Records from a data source
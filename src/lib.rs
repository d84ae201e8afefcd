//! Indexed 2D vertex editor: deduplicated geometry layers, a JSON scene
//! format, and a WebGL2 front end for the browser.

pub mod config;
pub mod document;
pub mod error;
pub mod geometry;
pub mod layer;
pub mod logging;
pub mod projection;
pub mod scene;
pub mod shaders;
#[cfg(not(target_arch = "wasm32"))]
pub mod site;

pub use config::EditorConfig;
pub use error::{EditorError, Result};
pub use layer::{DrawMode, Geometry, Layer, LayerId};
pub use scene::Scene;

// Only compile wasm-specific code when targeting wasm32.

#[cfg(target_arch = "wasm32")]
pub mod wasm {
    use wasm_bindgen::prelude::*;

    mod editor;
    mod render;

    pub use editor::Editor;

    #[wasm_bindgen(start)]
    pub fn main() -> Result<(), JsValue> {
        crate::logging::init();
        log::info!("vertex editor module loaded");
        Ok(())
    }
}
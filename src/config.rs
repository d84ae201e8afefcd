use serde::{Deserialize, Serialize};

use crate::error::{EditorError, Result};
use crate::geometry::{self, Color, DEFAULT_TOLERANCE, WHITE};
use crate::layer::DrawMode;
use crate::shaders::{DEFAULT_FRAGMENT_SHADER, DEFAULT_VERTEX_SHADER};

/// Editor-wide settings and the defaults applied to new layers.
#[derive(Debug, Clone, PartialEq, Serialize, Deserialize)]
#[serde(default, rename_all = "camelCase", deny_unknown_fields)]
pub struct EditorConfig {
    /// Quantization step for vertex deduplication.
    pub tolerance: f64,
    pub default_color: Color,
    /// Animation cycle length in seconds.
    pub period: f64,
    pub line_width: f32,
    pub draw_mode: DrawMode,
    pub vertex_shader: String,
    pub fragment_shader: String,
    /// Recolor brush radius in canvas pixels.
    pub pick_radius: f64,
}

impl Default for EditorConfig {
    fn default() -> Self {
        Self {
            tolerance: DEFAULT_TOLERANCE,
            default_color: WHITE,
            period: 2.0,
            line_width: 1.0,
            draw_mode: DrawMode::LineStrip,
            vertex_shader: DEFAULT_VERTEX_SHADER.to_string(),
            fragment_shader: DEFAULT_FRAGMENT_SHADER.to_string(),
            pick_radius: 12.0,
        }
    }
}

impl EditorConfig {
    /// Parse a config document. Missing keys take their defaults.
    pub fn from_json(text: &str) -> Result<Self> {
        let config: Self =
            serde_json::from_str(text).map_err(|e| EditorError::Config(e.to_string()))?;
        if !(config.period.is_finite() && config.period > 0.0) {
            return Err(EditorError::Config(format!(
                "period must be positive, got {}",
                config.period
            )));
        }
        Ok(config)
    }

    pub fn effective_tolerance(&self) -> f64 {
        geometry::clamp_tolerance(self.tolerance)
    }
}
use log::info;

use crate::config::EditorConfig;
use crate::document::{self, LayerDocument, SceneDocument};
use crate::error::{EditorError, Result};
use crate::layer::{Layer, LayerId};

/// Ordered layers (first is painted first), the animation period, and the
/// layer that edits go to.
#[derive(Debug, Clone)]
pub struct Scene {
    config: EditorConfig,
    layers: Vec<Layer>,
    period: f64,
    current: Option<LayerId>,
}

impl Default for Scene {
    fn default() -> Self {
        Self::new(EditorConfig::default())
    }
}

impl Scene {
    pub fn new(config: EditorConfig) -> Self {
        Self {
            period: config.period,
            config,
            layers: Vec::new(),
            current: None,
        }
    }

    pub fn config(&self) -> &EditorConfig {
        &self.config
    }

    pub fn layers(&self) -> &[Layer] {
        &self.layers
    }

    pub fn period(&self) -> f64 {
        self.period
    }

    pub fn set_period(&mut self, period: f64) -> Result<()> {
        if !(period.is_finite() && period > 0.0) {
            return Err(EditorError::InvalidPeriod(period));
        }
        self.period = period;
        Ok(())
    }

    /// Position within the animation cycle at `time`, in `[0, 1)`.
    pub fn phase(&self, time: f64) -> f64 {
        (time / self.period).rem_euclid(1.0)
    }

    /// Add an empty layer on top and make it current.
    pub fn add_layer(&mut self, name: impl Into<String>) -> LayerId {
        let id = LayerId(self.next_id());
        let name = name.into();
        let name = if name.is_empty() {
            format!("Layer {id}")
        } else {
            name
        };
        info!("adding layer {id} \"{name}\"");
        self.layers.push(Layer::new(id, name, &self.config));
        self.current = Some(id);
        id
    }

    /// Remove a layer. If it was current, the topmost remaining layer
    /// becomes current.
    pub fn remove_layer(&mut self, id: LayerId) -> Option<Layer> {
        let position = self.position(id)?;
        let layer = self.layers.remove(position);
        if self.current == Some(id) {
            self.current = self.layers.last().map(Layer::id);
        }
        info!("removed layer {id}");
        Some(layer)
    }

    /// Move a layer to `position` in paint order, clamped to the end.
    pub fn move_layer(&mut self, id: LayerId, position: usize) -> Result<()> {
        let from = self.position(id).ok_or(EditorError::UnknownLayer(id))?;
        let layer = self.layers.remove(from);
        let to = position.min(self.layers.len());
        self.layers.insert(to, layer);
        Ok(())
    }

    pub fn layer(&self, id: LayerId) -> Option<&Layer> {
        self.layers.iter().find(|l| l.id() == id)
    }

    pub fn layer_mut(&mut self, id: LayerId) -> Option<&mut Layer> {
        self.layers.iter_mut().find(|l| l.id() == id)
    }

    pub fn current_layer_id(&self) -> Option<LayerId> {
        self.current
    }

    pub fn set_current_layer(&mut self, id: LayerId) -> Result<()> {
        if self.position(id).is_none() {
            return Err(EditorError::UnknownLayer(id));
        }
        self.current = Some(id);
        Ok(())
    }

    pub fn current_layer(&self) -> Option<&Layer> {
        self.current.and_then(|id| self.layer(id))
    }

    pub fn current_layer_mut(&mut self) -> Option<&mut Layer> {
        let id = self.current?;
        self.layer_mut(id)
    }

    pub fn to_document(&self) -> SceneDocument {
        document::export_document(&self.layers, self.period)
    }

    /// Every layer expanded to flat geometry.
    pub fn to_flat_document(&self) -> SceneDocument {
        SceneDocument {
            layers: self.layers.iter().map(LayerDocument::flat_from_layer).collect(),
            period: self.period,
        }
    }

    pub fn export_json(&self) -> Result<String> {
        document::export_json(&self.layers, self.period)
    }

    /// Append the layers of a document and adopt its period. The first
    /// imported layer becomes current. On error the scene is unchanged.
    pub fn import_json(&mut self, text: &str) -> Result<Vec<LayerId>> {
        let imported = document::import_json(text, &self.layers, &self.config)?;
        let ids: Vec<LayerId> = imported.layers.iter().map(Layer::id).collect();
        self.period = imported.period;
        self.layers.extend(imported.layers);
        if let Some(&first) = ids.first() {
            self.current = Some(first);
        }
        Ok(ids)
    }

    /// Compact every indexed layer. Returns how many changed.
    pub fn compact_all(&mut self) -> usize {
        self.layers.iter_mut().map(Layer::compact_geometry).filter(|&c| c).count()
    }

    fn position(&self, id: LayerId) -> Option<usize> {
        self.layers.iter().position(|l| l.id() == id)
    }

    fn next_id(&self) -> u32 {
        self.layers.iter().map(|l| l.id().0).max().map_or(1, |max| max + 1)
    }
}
* * *
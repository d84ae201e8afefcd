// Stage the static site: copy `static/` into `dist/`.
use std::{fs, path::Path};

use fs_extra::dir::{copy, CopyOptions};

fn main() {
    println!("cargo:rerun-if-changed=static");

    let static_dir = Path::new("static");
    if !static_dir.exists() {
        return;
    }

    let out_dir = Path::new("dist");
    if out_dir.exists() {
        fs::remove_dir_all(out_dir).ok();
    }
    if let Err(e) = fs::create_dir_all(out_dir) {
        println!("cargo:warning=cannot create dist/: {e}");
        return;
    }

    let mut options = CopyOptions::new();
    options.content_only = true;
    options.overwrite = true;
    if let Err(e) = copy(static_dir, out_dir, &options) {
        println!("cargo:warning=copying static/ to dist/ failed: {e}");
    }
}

• [What you need to do] Pull out all lines from the entries above that include the word "derive".

• [Solution for this exercise]
#[derive(Debug, Clone, PartialEq, Serialize, Deserialize)]
#[derive(Debug, Clone)]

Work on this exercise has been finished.